Why electric cars and plug-in hybrids mean a boost to bioenergy

At some point in the past, someone, somewhere, 'killed' the electric car and with it the dreams of efficiency afficionados who wanted clean and lean vehicles. Since its death, the electric car has become nothing more than an urban myth and hobby object for battery-obsessed people with a large garage and a lot of spare time. But now the e-vehicle is being resurrected by major car manufacturers. Maybe, this time, it is here to stay.

French automaker Renault announced yesterday that it will roll out an electric vehicle in 2010 aimed mainly at European fleet markets. The automaker said in a statement that "the project has reached an advanced stage" and that "It is already working on all the future vehicle's components."
The company follows in the footsteps of Nissan Motor, which earlier said it would bring an all electric car to market before the end of the decade. Besides this project, Nissan has also launched a series of programs aimed at speeding up the introduction of 'plug-in hybrids'. GM and Mitsubishi are going electric too, as are a whole series of small manufacturers who are producing electric specialty vehicles, such as light-duty vans, urban mini-cars or heavy-duty trucks.

Electricity, an energy carrier
Despite marketeers' insistence, none of these vehicles are "zero emissions" per se, for the obvious reason that electricity -- just like hydrogen -- is merely an energy carrier, not an energy source. You need a primary energy source to produce the electricity these vehicles' batteries will consume. At the 'tailpipe', electric cars are clean, but this doesn't hide the smokestacks that pump out CO2 at the point where the electricity they use is generated.

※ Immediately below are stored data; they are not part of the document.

use egui::{Pos2, Vec2};
use log::{debug, warn};
use serde::{Deserialize, Serialize};

use crate::command::Command;
use crate::element::{clamp_position, clamp_scale};
use crate::geometry::HitTarget;
use crate::id_generator::ElementId;
use crate::state::DesignState;
use crate::tools::{PointerSample, Tool};
use crate::widgets::Corner;

/// Scale change per screen pixel of corner travel
pub const RESIZE_SENSITIVITY: f32 = 0.01;

/// How corner-handle motion maps to a new scale
#[derive(Debug, Clone, Copy, PartialEq, Eq, Default, Serialize, Deserialize)]
pub enum ResizeModel {
    /// Pointer travel from the grab point, signed by the dominant axis
    Directional,
    /// Ratio of pointer-to-center distance over grab-to-center distance
    #[default]
    CenterDistance,
}

impl ResizeModel {
    pub fn scale(
        &self,
        corner: Corner,
        initial_scale: f32,
        grab: Pos2,
        anchor: Pos2,
        pointer: Pos2,
    ) -> f32 {
        match self {
            ResizeModel::Directional => directional_scale(corner, initial_scale, grab, pointer),
            ResizeModel::CenterDistance => {
                let grab_distance = grab.distance(anchor);
                if grab_distance < 1.0 {
                    return directional_scale(corner, initial_scale, grab, pointer);
                }
                clamp_scale(initial_scale * pointer.distance(anchor) / grab_distance)
            }
        }
    }
}

fn directional_scale(corner: Corner, initial_scale: f32, grab: Pos2, pointer: Pos2) -> f32 {
    let delta = pointer - grab;
    let along = if delta.x.abs() >= delta.y.abs() {
        delta.x * corner.x_growth()
    } else {
        delta.y * corner.y_growth()
    };
    let sign = if along >= 0.0 { 1.0 } else { -1.0 };
    clamp_scale(initial_scale + sign * delta.length() * RESIZE_SENSITIVITY)
}

#[derive(Debug, Clone, PartialEq, Default)]
pub enum SelectionState {
    #[default]
    Idle,
    Dragging {
        element_id: ElementId,
        /// Pointer minus element position, in percent
        offset: Vec2,
    },
    Resizing {
        element_id: ElementId,
        corner: Corner,
        initial_scale: f32,
        initial_pointer: Pos2,
        anchor: Pos2,
    },
}

impl SelectionState {
    pub fn name(&self) -> &'static str {
        match self {
            SelectionState::Idle => "Idle",
            SelectionState::Dragging { .. } => "Dragging",
            SelectionState::Resizing { .. } => "Resizing",
        }
    }

    pub fn element_id(&self) -> Option<ElementId> {
        match self {
            SelectionState::Idle => None,
            SelectionState::Dragging { element_id, .. }
            | SelectionState::Resizing { element_id, .. } => Some(*element_id),
        }
    }
}

/// Select, move and resize state machine for the 2D canvas
#[derive(Debug, Clone, Default)]
pub struct SelectionTool {
    state: SelectionState,
    resize_model: ResizeModel,
}

impl SelectionTool {
    pub fn new(resize_model: ResizeModel) -> Self {
        Self {
            state: SelectionState::Idle,
            resize_model,
        }
    }

    pub fn state(&self) -> &SelectionState {
        &self.state
    }

    pub fn resize_model(&self) -> ResizeModel {
        self.resize_model
    }

    pub fn set_resize_model(&mut self, model: ResizeModel) {
        self.resize_model = model;
    }

    fn transition(&mut self, next: SelectionState) {
        debug!("SelectionTool: {} -> {}", self.state.name(), next.name());
        self.state = next;
    }

    fn begin_drag(
        &mut self,
        element_id: ElementId,
        sample: PointerSample,
        design: &DesignState,
    ) -> Option<Command> {
        let element = design.get(element_id)?;
        let offset = sample.percent - element.position();
        self.transition(SelectionState::Dragging { element_id, offset });
        Some(Command::Select(element_id))
    }
}

impl Tool for SelectionTool {
    fn name(&self) -> &'static str {
        "Selection"
    }

    fn on_pointer_down(
        &mut self,
        target: HitTarget,
        sample: PointerSample,
        design: &DesignState,
    ) -> Option<Command> {
        if self.is_active() {
            warn!(
                "Pointer down while {}; ending the previous gesture",
                self.state.name()
            );
            self.transition(SelectionState::Idle);
        }

        match target {
            HitTarget::Handle {
                element_id,
                corner,
                anchor,
            } if design.selected_id() == Some(element_id) => {
                let element = design.get(element_id)?;
                self.transition(SelectionState::Resizing {
                    element_id,
                    corner,
                    initial_scale: element.scale(),
                    initial_pointer: sample.screen,
                    anchor,
                });
                None
            }
            HitTarget::Handle { element_id, .. } | HitTarget::Element(element_id) => {
                self.begin_drag(element_id, sample, design)
            }
            HitTarget::Empty => Some(Command::ClearSelection),
        }
    }

    fn on_pointer_move(&mut self, sample: PointerSample, design: &DesignState) -> Option<Command> {
        if let Some(id) = self.state.element_id() {
            if !design.is_active(id) {
                debug!("SelectionTool: {id} disappeared mid-gesture");
                self.transition(SelectionState::Idle);
                return None;
            }
        }

        match &self.state {
            SelectionState::Idle => None,
            SelectionState::Dragging { element_id, offset } => {
                let target = clamp_position(sample.percent - *offset);
                Some(Command::Move {
                    element_id: *element_id,
                    x: target.x,
                    y: target.y,
                })
            }
            SelectionState::Resizing {
                element_id,
                corner,
                initial_scale,
                initial_pointer,
                anchor,
            } => {
                let scale = self.resize_model.scale(
                    *corner,
                    *initial_scale,
                    *initial_pointer,
                    *anchor,
                    sample.screen,
                );
                Some(Command::SetScale {
                    element_id: *element_id,
                    scale,
                })
            }
        }
    }

    fn on_pointer_up(&mut self, _sample: PointerSample, _design: &DesignState) -> Option<Command> {
        self.cancel();
        None
    }

    fn cancel(&mut self) {
        if self.is_active() {
            self.transition(SelectionState::Idle);
        }
    }

    fn is_active(&self) -> bool {
        !matches!(self.state, SelectionState::Idle)
    }
}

So where will the power for these plug-in hybrids and all-electric cars come from? If it is generated from fossil fuels, these vehicles would be very dirty and they would contribute massively to dangerous climate change. This is a real risk. But luckily, we have renewables - wind, solar and bioenergy - which offer the alternative. The question then becomes: which of these clean primary energy sources is most viable over the long-term?

Biomass, fuel of the future
Renault, for one, considers bioenergy to be the most versatile, most competitive and most universally applicable source for power generation (click image). Biomass is solar energy converted into plant matter that can be transported, distributed and managed in a flexible manner:
:: :: :: :: :: :: :: :: :: ::

Unlike photovoltaic and wind power, biomass can be used everywhere and 24 hours a day. A staggering diversity of energy crops exists that can be used to grow biomass adapted to local agro-ecologic circumstances: from drought-tolerant perennial crops in semi-deserts and grass species in the subtropics, to trees in peri-arctic environments.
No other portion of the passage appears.